### RECORDS FOR THIS EXERCISE

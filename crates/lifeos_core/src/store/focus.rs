//! Focus timer mutations.
//!
//! # Responsibility
//! - Record naturally completed pomodoro intervals and patch timer settings.
//! - Award XP for completed work intervals only.

use super::{Store, XP_WORK_POMODORO};
use crate::model::focus::{PomodoroSession, PomodoroSessionDraft, PomodoroSettingsPatch};
use log::info;
use uuid::Uuid;

impl Store {
    /// Records a finished timer interval.
    ///
    /// Callers only invoke this when an interval ran to its natural end;
    /// partial intervals are never recorded.
    pub fn add_pomodoro_session(&mut self, draft: PomodoroSessionDraft) -> Uuid {
        let session = PomodoroSession::from_draft(draft);
        let id = session.id;
        let earns_xp = session.counts_as_work();
        info!(
            "event=pomodoro_add module=store status=ok id={} kind={:?} duration={}",
            id, session.kind, session.duration
        );
        self.state_mut().pomodoro_sessions.push(session);

        if earns_xp {
            self.add_xp(XP_WORK_POMODORO);
        }
        id
    }

    pub fn update_pomodoro_settings(&mut self, patch: PomodoroSettingsPatch) {
        self.state_mut().pomodoro_settings.apply_patch(patch);
    }
}
//! Daily motivational quote.
//!
//! # Responsibility
//! - Provide the cached quote-of-the-day record and its selection rule.
//!
//! # Invariants
//! - The quote for a given date is deterministic, so refreshing twice on the
//!   same day never changes state.

use serde::{Deserialize, Serialize};

const QUOTES: [(&str, &str); 8] = [
    (
        "Дисциплина — это мост между целями и достижениями.",
        "Джим Рон",
    ),
    (
        "Маленькие ежедневные улучшения — ключ к потрясающим долгосрочным результатам.",
        "Робин Шарма",
    ),
    (
        "Ты не поднимаешься до уровня своих целей. Ты падаешь до уровня своих систем.",
        "Джеймс Клир",
    ),
    (
        "Успех — это сумма небольших усилий, повторяемых изо дня в день.",
        "Роберт Кольер",
    ),
    (
        "Единственный способ сделать великую работу — любить то, что делаешь.",
        "Стив Джобс",
    ),
    (
        "Не жди идеального момента. Возьми момент и сделай его идеальным.",
        "Зиг Зиглар",
    ),
    (
        "Инвестируй в себя. Твоя карьера — это двигатель твоего богатства.",
        "Пол Клитеро",
    ),
    ("Здоровье — это инвестиция, а не расход.", "Неизвестный"),
];

#[derive(Debug, Clone, PartialEq, Eq, Serialize, Deserialize)]
pub struct DailyQuote {
    pub text: String,
    pub author: String,
    /// The day this quote was drawn for.
    pub date: String,
}

/// Picks the quote for a calendar day.
///
/// The index is a stable hash of the date string, so the whole day shows one
/// quote and tests can pin expectations.
pub fn quote_for(date: &str) -> DailyQuote {
    let index = date
        .bytes()
        .fold(0usize, |acc, byte| acc.wrapping_mul(31).wrapping_add(byte as usize))
        % QUOTES.len();
    let (text, author) = QUOTES[index];

    DailyQuote {
        text: text.to_string(),
        author: author.to_string(),
        date: date.to_string(),
    }
}

#[cfg(test)]
mod tests {
    use super::quote_for;

    #[test]
    fn same_day_yields_same_quote() {
        assert_eq!(quote_for("2024-01-01"), quote_for("2024-01-01"));
    }

    #[test]
    fn quote_carries_its_date() {
        let quote = quote_for("2024-05-09");
        assert_eq!(quote.date, "2024-05-09");
        assert!(!quote.text.is_empty());
        assert!(!quote.author.is_empty());
    }
}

### BRIEF
Everything in the listing should be written out exactly.

### RESULT OF THIS EXERCISE
filename crates/lifeos_core/src/store/focus.rs
//! Focus timer mutations.
//!
//! # Responsibility
//! - Record naturally completed pomodoro intervals and patch timer settings.
//! - Award XP for completed work intervals only.

use super::{Store, XP_WORK_POMODORO};
use crate::model::focus::{PomodoroSession, PomodoroSessionDraft, PomodoroSettingsPatch};
use log::info;
use uuid::Uuid;

impl Store {
    /// Records a finished timer interval.
    ///
    /// Callers only invoke this when an interval ran to its natural end;
    /// partial intervals are never recorded.
    pub fn add_pomodoro_session(&mut self, draft: PomodoroSessionDraft) -> Uuid {
        let session = PomodoroSession::from_draft(draft);
        let id = session.id;
        let earns_xp = session.counts_as_work();
        info!(
            "event=pomodoro_add module=store status=ok id={} kind={:?} duration={}",
            id, session.kind, session.duration
        );
        self.state_mut().pomodoro_sessions.push(session);

        if earns_xp {
            self.add_xp(XP_WORK_POMODORO);
        }
        id
    }

    pub fn update_pomodoro_settings(&mut self, patch: PomodoroSettingsPatch) {
        self.state_mut().pomodoro_settings.apply_patch(patch);
    }
}
//! Daily motivational quote.
//!
//! # Responsibility
//! - Provide the cached quote-of-the-day record and its selection rule.
//!
//! # Invariants
//! - The quote for a given date is deterministic, so refreshing twice on the
//!   same day never changes state.

use serde::{Deserialize, Serialize};

const QUOTES: [(&str, &str); 8] = [
    (
        "Дисциплина — это мост между целями и достижениями.",
        "Джим Рон",
    ),
    (
        "Маленькие ежедневные улучшения — ключ к потрясающим долгосрочным результатам.",
        "Робин Шарма",
    ),
    (
        "Ты не поднимаешься до уровня своих целей. Ты падаешь до уровня своих систем.",
        "Джеймс Клир",
    ),
    (
        "Успех — это сумма небольших усилий, повторяемых изо дня в день.",
        "Роберт Кольер",
    ),
    (
        "Единственный способ сделать великую работу — любить то, что делаешь.",
        "Стив Джобс",
    ),
    (
        "Не жди идеального момента. Возьми момент и сделай его идеальным.",
        "Зиг Зиглар",
    ),
    (
        "Инвестируй в себя. Твоя карьера — это двигатель твоего богатства.",
        "Пол Клитеро",
    ),
    ("Здоровье — это инвестиция, а не расход.", "Неизвестный"),
];

#[derive(Debug, Clone, PartialEq, Eq, Serialize, Deserialize)]
pub struct DailyQuote {
    pub text: String,
    pub author: String,
    /// The day this quote was drawn for.
    pub date: String,
}

/// Picks the quote for a calendar day.
///
/// The index is a stable hash of the date string, so the whole day shows one
/// quote and tests can pin expectations.
pub fn quote_for(date: &str) -> DailyQuote {
    let index = date
        .bytes()
        .fold(0usize, |acc, byte| acc.wrapping_mul(31).wrapping_add(byte as usize))
        % QUOTES.len();
    let (text, author) = QUOTES[index];

    DailyQuote {
        text: text.to_string(),
        author: author.to_string(),
        date: date.to_string(),
    }
}

#[cfg(test)]
mod tests {
    use super::quote_for;

    #[test]
    fn same_day_yields_same_quote() {
        assert_eq!(quote_for("2024-01-01"), quote_for("2024-01-01"));
    }

    #[test]
    fn quote_carries_its_date() {
        let quote = quote_for("2024-05-09");
        assert_eq!(quote.date, "2024-05-09");
        assert!(!quote.text.is_empty());
        assert!(!quote.author.is_empty());
    }
}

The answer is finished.